Becky actually mailed the letter, and when Jeremy got it, he says the first thing he did of course was to show it to his fraternity brothers.

"Look, I'm getting love letters from people I don't even know!" he says.

It was a bold move, but one that appears to have worked since the couple is still together.

Alice And Chauncey

Chauncey and Alice met at a Gay Pride event where she assumed he was gay. Turns out, he was really flirting with her.
/ Photo provided by WNYC
/
Photo provided by WNYC
Chauncey and Alice met at a Gay Pride event where she assumed he was gay. Turns out, he was really flirting with her.

Alice and Chauncey met at a Gay Pride event in a gay bar, where Chauncey had been hired to model. Shockingly, Alice did not figure him to be straight.

"I thought, maybe he's just a gay man flirting with me because that's happened many times before," Alice says.

Alice says she didn't know until later in the night when Chauncey held her hand and finally kissed her. Chauncey says he thought it was a clue when he asked her to take his shirt off, but Alice still thought he was just being a "flirty gay guy."

"That's pretty obvious to me," Chauncey says.

So What Does 'The Meet' Tell Us?

So these couples met in very different ways, obviously, and to find out what it could portend, Salie and Correa talked to John Gottman, a pioneer in the field of relationship science.

Gottman says how a couple meets really doesn't matter. What matters, he says, is how the couple tells the story.

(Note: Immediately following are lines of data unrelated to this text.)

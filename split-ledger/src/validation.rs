//! Split integrity validation
//!
//! - Owed shares sum to the total (within epsilon)
//! - Members unique by participant
//! - No negative amounts

use crate::{money::Precision, types::Split, Error, Result};
use rust_decimal::Decimal;
use std::collections::HashSet;

/// Validate a split before it enters the datastore
pub fn validate_split(split: &Split, precision: &Precision) -> Result<()> {
    if split.payer.as_str().is_empty() {
        return Err(Error::InvalidSplit(format!("Split {} has no payer", split.id)));
    }

    if split.members.is_empty() {
        return Err(Error::InvalidSplit(format!("Split {} has no members", split.id)));
    }

    if split.total_amount < Decimal::ZERO {
        return Err(Error::InvalidSplit(format!(
            "Split {} has negative total {}",
            split.id, split.total_amount
        )));
    }

    let mut seen = HashSet::with_capacity(split.members.len());
    let mut owed_sum = Decimal::ZERO;

    for member in &split.members {
        if !seen.insert(&member.participant) {
            return Err(Error::InvalidSplit(format!(
                "Split {} lists {} more than once",
                split.id, member.participant
            )));
        }

        if member.owed_amount < Decimal::ZERO {
            return Err(Error::InvalidSplit(format!(
                "Split {} has negative share {} for {}",
                split.id, member.owed_amount, member.participant
            )));
        }

        owed_sum = owed_sum.checked_add(member.owed_amount).ok_or_else(|| {
            Error::InvalidSplit(format!("Split {} shares overflow", split.id))
        })?;
    }

    let mismatch = owed_sum
        .checked_sub(split.total_amount)
        .ok_or_else(|| Error::InvalidSplit(format!("Split {} total overflows", split.id)))?;

    if precision.is_negligible(mismatch) {
        Ok(())
    } else {
        Err(Error::InvalidSplit(format!(
            "Split {} shares sum to {} but total is {}",
            split.id, owed_sum, split.total_amount
        )))
    }
}

#[cfg(test)]
mod tests {
    use super::*;
    use crate::types::{GroupId, ParticipantId, SplitMember};
    use rust_decimal_macros::dec;

    fn split(total: Decimal, shares: &[(&str, Decimal)]) -> Split {
        Split::new(
            GroupId::new("g1"),
            ParticipantId::new("A"),
            total,
            shares
                .iter()
                .map(|(p, amount)| SplitMember::unpaid(ParticipantId::new(*p), *amount))
                .collect(),
        )
    }

    #[test]
    fn test_valid_split() {
        let split = split(dec!(90), &[("A", dec!(30)), ("B", dec!(30)), ("C", dec!(30))]);
        assert!(validate_split(&split, &Precision::default()).is_ok());
    }

    #[test]
    fn test_tolerates_sub_epsilon_mismatch() {
        let split = split(dec!(10), &[("B", dec!(5)), ("C", dec!(4.9999999))]);
        assert!(validate_split(&split, &Precision::default()).is_ok());
    }

    #[test]
    fn test_rejects_amount_mismatch() {
        let split = split(dec!(90), &[("B", dec!(30)), ("C", dec!(30))]);
        let err = validate_split(&split, &Precision::default()).unwrap_err();
        assert!(matches!(err, Error::InvalidSplit(_)));
    }

    #[test]
    fn test_rejects_duplicate_members() {
        let split = split(dec!(20), &[("B", dec!(10)), ("B", dec!(10))]);
        assert!(validate_split(&split, &Precision::default()).is_err());
    }

    #[test]
    fn test_rejects_negative_share() {
        let split = split(dec!(0), &[("B", dec!(10)), ("C", dec!(-10))]);
        assert!(validate_split(&split, &Precision::default()).is_err());
    }

    #[test]
    fn test_rejects_empty_members() {
        let split = split(dec!(0), &[]);
        assert!(validate_split(&split, &Precision::default()).is_err());
    }
}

"You can really tell when people have a very positive 'story of us,' Gottman said. "They're sitting close, they're smiling [and] there's a relish in telling the story."

On the other hand, Gottman says if the couple isn't doing well in the relationship, the story can be very general, the memories negative and it can be like "pulling teeth" to get them to talk about how they met.

So it might seem obvious that a happy couple would tell a more positive story and vice versa, but Correa says that what Gottman does is to interview the couple over many years and listen to how the story evolves.

"Each time any of us tells a story, it changes a little bit," Correa says. "So he studies the same couples over many years ... and he listens for these changes."

By listening to those changes, Correa says Gottman can predict fairly accurately where a relationship is headed.

Dissecting The Story

Salie and Correa shared the stories of Becky and Jeremy and Alice and Chauncey with Gottman. Even though they weren't part of his longer studies, he said that their snapshots tell a lot about the couples.

Gottman said Becky and Jeremy had a way of enjoying one another's sense of humor and were very complimentary, a good sign. What was missing in Alice and Chauncey's story, he says, was Chauncey saying positive things about Alice.

"She says a lot of positive things about him but he's really saying, 'You know, she missed a lot of cues,'" he says. "So he's kind of criticizing her."

They're a new couple, however, and Gottman said there's still time to course correct.

So remember, the next time you tell the story of how you met your husband, wife, boyfriend or girlfriend, be sure to stay positive.

Faith Salie and Mario Correa co-host WNYC Public Radio's RelationShow.